The Greek playwright Euripides first mentioned the phenomenon of witches using barbarous words of power in his play Iphigenia among the Taurians, written around 414-412 BCE, when he had Iphigenia preparing the sacrifice of Orestes, as she “shouted barbarous words, as a true witch”. The use of barbarous words also played a significant role in the Greek Magickal Papyri, where they were used as a major component of the voces magicae of the spells. Interestingly barbarous words also continued into Christian magick, as seen in Coptic magickal papyri dating from the first through to the twelfth century CE.
So why do Wiccans use barbarous words and names in ritual? The Greek philosopher Iamblichus, in response to a question by Porphyrii, gave what we think is a good explanation of the benefits and purpose of barbarous words in his book On the Mysteries when he wrote around the end of the third century CE:
“But you ask, ‘Why, of significant names, we prefer such as are Barbaric to our own?’ Of this, also, there is a mystic reason. For because the Gods have shown that the whole dialect of sacred nations, such as those of the Egyptians and Assyrians, is adapted to sacred concerns; on this account we ought to think it necessary that our conference with the Gods should be in a language allied to them. Because likewise, such a mode of speech is the first and most ancient. And especially because those who first learned the names of the Gods, having mingled them with their own proper tongue, delivered them to us, that we might always preserve immoveable the sacred law of tradition, in a language peculiar and adapted to them. For if any other thing pertains to the Gods, it is evident that the eternal and immutable must be allied to them.”

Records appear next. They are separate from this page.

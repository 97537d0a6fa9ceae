//! Connection identity for the push channel.
//!
//! Uses UUID v7 so ids sort by connect time in logs.

use serde::{Deserialize, Serialize};
use std::fmt;
use uuid::Uuid;

/// Identifies one browser connection.
///
/// Used to tell a superseded connection apart from the active one when it
/// disconnects.
#[derive(Debug, Clone, Copy, PartialEq, Eq, Hash, Serialize, Deserialize)]
#[serde(transparent)]
pub struct ConnectionId(Uuid);

impl ConnectionId {
    /// Generate a new connection ID (UUID v7)
    pub fn new() -> Self {
        Self(Uuid::now_v7())
    }

    /// Get the underlying UUID
    pub fn as_uuid(&self) -> &Uuid {
        &self.0
    }
}

impl Default for ConnectionId {
    fn default() -> Self {
        Self::new()
    }
}

impl fmt::Display for ConnectionId {
    fn fmt(&self, f: &mut fmt::Formatter<'_>) -> fmt::Result {
        write!(f, "{}", self.0)
    }
}

impl From<Uuid> for ConnectionId {
    fn from(uuid: Uuid) -> Self {
        Self(uuid)
    }
}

As well as barbarous words, words from a foreign language, particularly one with an associated magick, have also been perceived as having power. This is referred to in the Chaldean Oracles of Zoroaster, translated and published by Wynn Westcott of the Golden Dawn in 1895, with a strict imprecation:
“When you see the lunar spirit approaching, offer the stone called Mnizouris, while you pray. Do not alter the foreign names!”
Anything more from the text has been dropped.